Dairy industry leaders agree that children under 12 months of age should be breast-fed or given fortified formula, said Kathleen Cuddy, nutrition and public relations manager for the Midwest Dairy Association in Kansas City.
However, PETA’s anti-milk campaign is based more on an animal-rights agenda than nutrition, she said.
"People should follow the advice of their health professional and not listen to animal-rights groups," she added.
Missouri dairy farmers have disputed PETA’s claims about cow abuse as well.
"We do everything we can to make those animals comfortable," said Dan Hegeman, a dairy producer from Cosby. "We pamper these animals to give them as little stress as possible," he said, noting that cows were made for giving milk.

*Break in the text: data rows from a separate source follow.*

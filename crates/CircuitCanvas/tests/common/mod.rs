#![allow(dead_code)]

use std::sync::atomic::{AtomicUsize, Ordering};
use std::sync::{Arc, Mutex};
use std::thread::{self, ThreadId};

use circuit_canvas::clock::FixedStepClock;
use circuit_canvas::math::Rect;
use circuit_canvas::model::{Mode, ModuleId, Wire, WireId};
use circuit_canvas::render::{DrawCommand, RenderList};
use circuit_canvas::traits::{
    DisplaySink, Inspector, LogicalClock, Module, ModuleFactory, ModuleVisual, SimulationGraph, WireFactory,
    WireVisual,
};
use circuit_canvas::{Canvas, CanvasConfig, ModifiersState, PointerButton, PointerEvent, StepDrive};
use glam::{UVec2, Vec2, Vec4};

pub const MODULE_SIZE: f32 = 40.0;

/// Everything the stub collaborators observe.
#[derive(Default)]
pub struct Counters {
    pub graph_steps: AtomicUsize,
    pub inits: AtomicUsize,
    pub ends: AtomicUsize,
    pub module_steps: AtomicUsize,
    pub wire_steps: AtomicUsize,
    pub wire_refreshes: AtomicUsize,
    pub inspectors_shown: AtomicUsize,
    pub graph_modules: Mutex<Vec<ModuleId>>,
    pub graph_wires: Mutex<Vec<WireId>>,
    pub inspector_modes: Mutex<Vec<Mode>>,
}

impl Counters {
    pub fn get(counter: &AtomicUsize) -> usize {
        counter.load(Ordering::SeqCst)
    }
}

pub struct BoxModule {
    pub name: String,
    pub sequence: u32,
}

impl Module for BoxModule {
    fn name(&self) -> &str {
        &self.name
    }

    fn set_sequence_number(&mut self, sequence: u32) {
        self.sequence = sequence;
    }
}

/// A square module whose top-left corner is its position.
pub struct BoxVisual {
    pub name: String,
    pub position: Vec2,
    pub counters: Arc<Counters>,
}

impl ModuleVisual for BoxVisual {
    fn position(&self) -> Vec2 {
        self.position
    }

    fn set_position(&mut self, position: Vec2) {
        self.position = position;
    }

    fn contains(&self, point: Vec2) -> bool {
        Rect::new(self.position, Vec2::splat(MODULE_SIZE)).contains(point)
    }

    fn render(&self, _flags: circuit_canvas::model::VisualFlags, out: &mut RenderList) {
        out.push(DrawCommand::Text {
            pos: self.position,
            text: self.name.clone(),
            color: Vec4::ONE,
            size: 12.0,
        });
    }

    fn step(&mut self, _mode: Mode) {
        self.counters.module_steps.fetch_add(1, Ordering::SeqCst);
    }

    fn create_inspector(&self, _module: &dyn Module) -> Box<dyn Inspector> {
        Box::new(CountingInspector {
            counters: Arc::clone(&self.counters),
        })
    }
}

pub struct CountingInspector {
    pub counters: Arc<Counters>,
}

impl Inspector for CountingInspector {
    fn make_visible(&mut self) {
        self.counters.inspectors_shown.fetch_add(1, Ordering::SeqCst);
    }

    fn update_property_page_state(&mut self, mode: Mode) {
        self.counters.inspector_modes.lock().unwrap().push(mode);
    }
}

pub struct LineWire {
    pub counters: Arc<Counters>,
}

impl WireVisual for LineWire {
    fn contains(&self, route: &[Vec2], point: Vec2) -> bool {
        route.windows(2).any(|seg| {
            let (a, b) = (seg[0], seg[1]);
            let ab = b - a;
            let t = ((point - a).dot(ab) / ab.length_squared().max(f32::EPSILON)).clamp(0.0, 1.0);
            (a + ab * t).distance(point) <= 3.0
        })
    }

    fn render(&self, route: &[Vec2], out: &mut RenderList) {
        out.push(DrawCommand::Polyline {
            points: route.to_vec(),
            color: Vec4::ONE,
            width: 1.0,
        });
    }

    fn render_preview(&self, route: &[Vec2], cursor: Vec2, out: &mut RenderList) {
        out.push(DrawCommand::Line {
            start: route.last().copied().unwrap_or(cursor),
            end: cursor,
            color: Vec4::ONE,
            width: 1.0,
        });
    }

    fn step(&mut self, _mode: Mode) {
        self.counters.wire_steps.fetch_add(1, Ordering::SeqCst);
    }

    fn refresh(&mut self) {
        self.counters.wire_refreshes.fetch_add(1, Ordering::SeqCst);
    }

    fn create_inspector(&self, _wire: &Wire) -> Box<dyn Inspector> {
        Box::new(CountingInspector {
            counters: Arc::clone(&self.counters),
        })
    }
}

pub struct LineWireFactory {
    pub counters: Arc<Counters>,
}

impl WireFactory for LineWireFactory {
    fn create_wire_visual(&self) -> Box<dyn WireVisual> {
        Box::new(LineWire {
            counters: Arc::clone(&self.counters),
        })
    }
}

pub struct RecordingGraph {
    pub counters: Arc<Counters>,
}

impl SimulationGraph for RecordingGraph {
    fn add_module(&mut self, id: ModuleId, _module: &dyn Module) {
        self.counters.graph_modules.lock().unwrap().push(id);
    }

    fn add_wire(&mut self, id: WireId, _wire: &Wire) {
        self.counters.graph_wires.lock().unwrap().push(id);
    }

    fn init_simulation(&mut self) {
        self.counters.inits.fetch_add(1, Ordering::SeqCst);
    }

    fn end_simulation(&mut self) {
        self.counters.ends.fetch_add(1, Ordering::SeqCst);
    }

    fn step_simulation(&mut self, _time: u64) {
        self.counters.graph_steps.fetch_add(1, Ordering::SeqCst);
    }
}

pub struct BoxPalette {
    pub counters: Arc<Counters>,
    pub created: AtomicUsize,
}

impl BoxPalette {
    pub fn new(counters: &Arc<Counters>) -> Self {
        Self {
            counters: Arc::clone(counters),
            created: AtomicUsize::new(0),
        }
    }
}

impl ModuleFactory for BoxPalette {
    fn name(&self) -> &str {
        "box"
    }

    fn instantiate(&self) -> anyhow::Result<(Box<dyn Module>, Box<dyn ModuleVisual>)> {
        let n = self.created.fetch_add(1, Ordering::SeqCst);
        let name = format!("box-{n}");
        Ok((
            Box::new(BoxModule {
                name: name.clone(),
                sequence: 0,
            }),
            Box::new(BoxVisual {
                name,
                position: Vec2::ZERO,
                counters: Arc::clone(&self.counters),
            }),
        ))
    }
}

/// Records every display request together with the calling thread.
#[derive(Default)]
pub struct RecordingDisplay {
    pub repaints: Mutex<Vec<(ThreadId, Rect)>>,
    pub times: Mutex<Vec<u64>>,
    pub resizes: Mutex<Vec<UVec2>>,
    pub scrolls: Mutex<Vec<Rect>>,
}

impl RecordingDisplay {
    pub fn repaints_from_current_thread(&self) -> usize {
        let me = thread::current().id();
        self.repaints
            .lock()
            .unwrap()
            .iter()
            .filter(|(id, _)| *id == me)
            .count()
    }
}

impl DisplaySink for RecordingDisplay {
    fn request_repaint(&self, region: Rect) {
        self.repaints
            .lock()
            .unwrap()
            .push((thread::current().id(), region));
    }

    fn show_elapsed_time(&self, time: u64) {
        self.times.lock().unwrap().push(time);
    }

    fn scroll_to_visible(&self, rect: Rect) {
        self.scrolls.lock().unwrap().push(rect);
    }

    fn canvas_resized(&self, size: UVec2) {
        self.resizes.lock().unwrap().push(size);
    }
}

pub struct Fixture {
    pub canvas: Canvas,
    pub counters: Arc<Counters>,
    pub display: Arc<RecordingDisplay>,
    /// Pointer clock; every click helper advances it well past the double-click window.
    pub now: u64,
}

pub fn fixture(drive: StepDrive) -> Fixture {
    fixture_with_clock(drive, FixedStepClock::default())
}

pub fn fixture_with_clock(drive: StepDrive, clock: impl LogicalClock + 'static) -> Fixture {
    let counters = Arc::new(Counters::default());
    let display = Arc::new(RecordingDisplay::default());
    let config = CanvasConfig {
        drive,
        ..CanvasConfig::default()
    };
    let canvas = Canvas::builder("test-canvas")
        .with_config(config)
        .with_size(UVec2::new(800, 600))
        .with_graph(RecordingGraph {
            counters: Arc::clone(&counters),
        })
        .with_wire_factory(LineWireFactory {
            counters: Arc::clone(&counters),
        })
        .with_clock(clock)
        .with_display(display.clone())
        .build()
        .expect("valid canvas");
    Fixture {
        canvas,
        counters,
        display,
        now: 0,
    }
}

pub fn clicked(position: Vec2, button: PointerButton, shift: bool, time_ms: u64) -> PointerEvent {
    PointerEvent::Clicked {
        position,
        button,
        modifiers: ModifiersState {
            shift,
            ..ModifiersState::default()
        },
        time_ms,
    }
}

impl Fixture {
    pub fn click(&mut self, position: Vec2) {
        self.now += 1_000;
        self.canvas
            .handle_pointer(clicked(position, PointerButton::Primary, false, self.now));
    }

    pub fn click_at_time(&mut self, position: Vec2, time_ms: u64) {
        self.canvas
            .handle_pointer(clicked(position, PointerButton::Primary, false, time_ms));
    }

    /// Places a module with its top-left corner at `position` using a shift-click.
    pub fn place(&mut self, position: Vec2) -> ModuleId {
        self.canvas
            .select_module(BoxPalette::new(&self.counters))
            .expect("palette available");
        self.now += 1_000;
        self.canvas
            .handle_pointer(clicked(position, PointerButton::Primary, true, self.now));
        self.canvas.with_state(|state| {
            state
                .scene()
                .module_at(position)
                .expect("module placed under the pointer")
        })
    }

    /// Connects two placed modules with a direct wire.
    pub fn connect(&mut self, from: Vec2, to: Vec2) {
        let inside = Vec2::splat(MODULE_SIZE / 2.0);
        self.click(from + inside);
        self.click(to + inside);
    }
}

Missouri Baptist pastors have expressed dismay over the St. Joseph billboard and voiced their support for the state’s dairy farmers.
"I would expect an organization like PETA – that wants to raise animal’s to the same level as people – to do something like this," David Mason, pastor of Green Valley Baptist Church in St. Joseph, told The Pathway last month. "Everyone wants to use Jesus, but don’t necessarily want to follow Him.
"It is really unfortunate PETA would attack such a standard, backbone enterprise of American society as the dairy farmers," Mason said.
Don Coombs, pastor of McCarthy Baptist Church in St. Joseph, said Christians should not be fooled by the billboard because PETA does not hold to a Christian worldview.
"PETA’s worldview of wanting to raise the awareness of the position of animals, is in reality, seeking to lower the place of mankind to nothing more than an animal," Coombs said. "This worldview would either do away with God as Creator, Sustainer, Provider, and Savior – or seek to make gods out of creation itself."
PETA realizes that using Jesus in its ad campaign is offensive to Christians, said Bruce Friedrich, outreach director for the organization.
However, he said, "It’s more offensive that cows are being abused and mothers are misled to feed milk to their children."
PETA has been at odds with Southern Baptists for several years, protesting the Southern Baptist Convention’s meeting each year. A PETA activist – portraying Jesus – picketed outside the America’s Center during June’s SBC meeting in St. Louis. He carried a sign saying, "Save the animals, go veggie."
The activist’s costume and his accompanying sign were in reference to one of the group’s more outrageous claims: that Jesus was a vegetarian. The organization began running billboard ads claiming as much in 1999. It was immediately debunked by Bible scholars who noted that it would have been impossible for Jesus to participate in Passover celebrations without eating lamb. The also point to passages in the Gospel, like Luke 24, that strongly suggests the Messiah ate meat.
PETA protests, similar to one held at the State Capitol, are scheduled for St. Louis, Kansas City and Springfield.